// src/engine/runtime.rs

use std::fmt;
use std::sync::Arc;
use std::time::Duration;

use tracing::{debug, info, warn};

use crate::engine::cycle::{AbortReason, Cycle, CycleOutcome};
use crate::engine::metrics::{MetricsReader, MetricsSnapshot};
use crate::engine::pipeline::PipelineRunner;
use crate::engine::scheduler::{CycleScheduler, Drift, ScheduledWait};
use crate::engine::shutdown::ShutdownCoordinator;
use crate::errors::{PipeloopError, Result};
use crate::types::ExitStatus;

/// How the main loop ended.
#[derive(Debug, Clone, Copy, PartialEq, Eq)]
pub enum RunExit {
    /// Shutdown requested and the in-flight cycle drained in time.
    Drained,
    /// The grace period ran out (or a second signal arrived).
    Forced,
    /// `max_cycles` cycles completed.
    CycleLimit,
}

impl RunExit {
    pub fn exit_status(self) -> ExitStatus {
        match self {
            RunExit::Drained | RunExit::CycleLimit => ExitStatus::Clean,
            RunExit::Forced => ExitStatus::Forced,
        }
    }
}

/// One loop iteration: the cycle that ran and the wait before the next one.
#[derive(Debug, Clone)]
pub struct StepReport {
    pub cycle: Cycle,
    pub scheduled: ScheduledWait,
    /// `scheduled.delay`, unless the failure controller is in backoff.
    pub next_wait: Duration,
}

/// Hook for side effects of the loop (status file, activity journal).
///
/// Called on the orchestrator task between cycles; implementations should be
/// quick and must not fail the loop.
pub trait RunObserver: Send {
    fn on_start(&mut self, _snapshot: &MetricsSnapshot) {}
    fn on_cycle(&mut self, report: &StepReport, snapshot: &MetricsSnapshot);
    /// `exit` carries the fatal error when the loop stopped on one.
    fn on_exit(
        &mut self,
        exit: std::result::Result<RunExit, &PipeloopError>,
        snapshot: &MetricsSnapshot,
    );
}

#[derive(Debug, Clone, Copy, Default)]
pub struct RunOptions {
    /// Stop after this many cycles (aborted ones included).
    pub max_cycles: Option<u64>,
    /// Log a one-line summary every N cycles; 0 disables.
    pub status_report_every: u64,
}

/// The main loop: cycle, record, wait, repeat until shutdown.
pub struct Orchestrator {
    name: String,
    runner: PipelineRunner,
    scheduler: CycleScheduler,
    shutdown: ShutdownCoordinator,
    options: RunOptions,
    observers: Vec<Box<dyn RunObserver>>,
}

impl fmt::Debug for Orchestrator {
    fn fmt(&self, f: &mut fmt::Formatter<'_>) -> fmt::Result {
        f.debug_struct("Orchestrator")
            .field("name", &self.name)
            .field("runner", &self.runner)
            .field("scheduler", &self.scheduler)
            .field("options", &self.options)
            .finish_non_exhaustive()
    }
}

impl Orchestrator {
    pub fn new(
        name: impl Into<String>,
        runner: PipelineRunner,
        scheduler: CycleScheduler,
        shutdown: ShutdownCoordinator,
        options: RunOptions,
    ) -> Self {
        Self {
            name: name.into(),
            runner,
            scheduler,
            shutdown,
            options,
            observers: Vec::new(),
        }
    }

    pub fn with_observer(mut self, observer: impl RunObserver + 'static) -> Self {
        self.observers.push(Box::new(observer));
        self
    }

    pub fn metrics_reader(&self) -> MetricsReader {
        self.runner.metrics_reader()
    }

    pub fn snapshot(&self) -> Arc<MetricsSnapshot> {
        self.runner.snapshot()
    }

    pub fn shutdown(&self) -> &ShutdownCoordinator {
        &self.shutdown
    }

    /// Run one cycle and work out the wait that should follow it.
    pub async fn step(&mut self) -> Result<StepReport> {
        let cycle = self.runner.run_cycle(&self.shutdown).await?;
        let scheduled = self.scheduler.wait_after(cycle.duration);
        let next_wait = self.runner.failures().next_wait(scheduled.delay);

        match scheduled.drift {
            Some(Drift::Overrun {
                elapsed_secs,
                target_secs,
            }) => warn!(
                cycle = cycle.index,
                elapsed_ms = (elapsed_secs * 1000.0) as u64,
                target_ms = (target_secs * 1000.0) as u64,
                "cycle overran twice its interval; starting next cycle immediately"
            ),
            Some(Drift::ClockSkew { elapsed_secs }) => info!(
                cycle = cycle.index,
                elapsed_secs, "negative elapsed time clamped to zero"
            ),
            None => {}
        }

        match cycle.outcome {
            CycleOutcome::Succeeded => info!(
                cycle = cycle.index,
                elapsed_ms = cycle.duration.as_millis() as u64,
                items = cycle.items_processed,
                next_wait_ms = next_wait.as_millis() as u64,
                "cycle succeeded"
            ),
            CycleOutcome::Failed {
                ref stage,
                kind,
                ref message,
            } => warn!(
                cycle = cycle.index,
                stage = %stage,
                kind = %kind,
                error = %message,
                elapsed_ms = cycle.duration.as_millis() as u64,
                next_wait_ms = next_wait.as_millis() as u64,
                "cycle failed"
            ),
            CycleOutcome::Aborted { ref stage, reason } => info!(
                cycle = cycle.index,
                stage = ?stage,
                reason = %reason,
                "cycle aborted"
            ),
        }

        Ok(StepReport {
            cycle,
            scheduled,
            next_wait,
        })
    }

    /// Drive cycles until shutdown or the cycle limit.
    ///
    /// Returns `Err` only for a fatal stage fault; observers still get a
    /// final `on_exit` with the last snapshot.
    pub async fn run(mut self) -> Result<RunExit> {
        info!(
            pipeline = %self.name,
            stages = self.runner.stages().len(),
            interval_ms = self.scheduler.target().as_millis() as u64,
            "orchestrator started"
        );

        let snapshot = self.runner.snapshot();
        for observer in self.observers.iter_mut() {
            observer.on_start(&snapshot);
        }

        let result = self.run_loop().await;

        let snapshot = self.runner.snapshot();
        let exit = result.as_ref().copied();
        for observer in self.observers.iter_mut() {
            observer.on_exit(exit, &snapshot);
        }

        match result {
            Ok(exit) => info!(
                pipeline = %self.name,
                ?exit,
                cycles_total = snapshot.cycles_total,
                cycles_aborted = snapshot.cycles_aborted,
                "orchestrator stopped"
            ),
            Err(ref e) => warn!(pipeline = %self.name, error = %e, "orchestrator stopped on fatal error"),
        }
        result
    }

    async fn run_loop(&mut self) -> Result<RunExit> {
        let mut cycles_run: u64 = 0;

        loop {
            // Checked before starting the next cycle.
            if self.shutdown.is_requested() {
                return Ok(self.shutdown_exit());
            }

            let report = self.step().await?;
            cycles_run += 1;

            let snapshot = self.runner.snapshot();
            for observer in self.observers.iter_mut() {
                observer.on_cycle(&report, &snapshot);
            }

            if let CycleOutcome::Aborted {
                reason: AbortReason::Forced,
                ..
            } = report.cycle.outcome
            {
                return Ok(RunExit::Forced);
            }

            let every = self.options.status_report_every;
            if every > 0 && cycles_run % every == 0 {
                log_summary(&self.name, &snapshot);
            }

            if let Some(max) = self.options.max_cycles {
                if cycles_run >= max {
                    info!(cycles_run, "cycle limit reached");
                    return Ok(RunExit::CycleLimit);
                }
            }

            // Checked before the wait begins; the wait itself is interruptible.
            if self.shutdown.is_requested() {
                return Ok(self.shutdown_exit());
            }

            debug!(wait_ms = report.next_wait.as_millis() as u64, "waiting for next cycle");
            tokio::select! {
                _ = tokio::time::sleep(report.next_wait) => {}
                _ = self.shutdown.requested() => {
                    info!("shutdown requested during wait");
                }
            }
        }
    }

    fn shutdown_exit(&self) -> RunExit {
        if self.shutdown.is_forced() {
            RunExit::Forced
        } else {
            RunExit::Drained
        }
    }
}

fn log_summary(name: &str, m: &MetricsSnapshot) {
    info!(
        pipeline = %name,
        cycles_total = m.cycles_total,
        cycles_success = m.cycles_success,
        cycles_failed = m.cycles_failed,
        consecutive_failures = m.consecutive_failures,
        items_processed_total = m.items_processed_total,
        success_rate = m.success_rate().unwrap_or(0.0),
        avg_cycle_ms = m.average_cycle_duration_ms().unwrap_or(0),
        state = %m.failure_state,
        "status report"
    );
}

WHAT YOU ARE ASKED TO DO —
If a line of the listing above holds the string "engine", copy it.

TASK SOLUTION —
// src/engine/runtime.rs
use crate::engine::cycle::{AbortReason, Cycle, CycleOutcome};
use crate::engine::metrics::{MetricsReader, MetricsSnapshot};
use crate::engine::pipeline::PipelineRunner;
use crate::engine::scheduler::{CycleScheduler, Drift, ScheduledWait};
use crate::engine::shutdown::ShutdownCoordinator;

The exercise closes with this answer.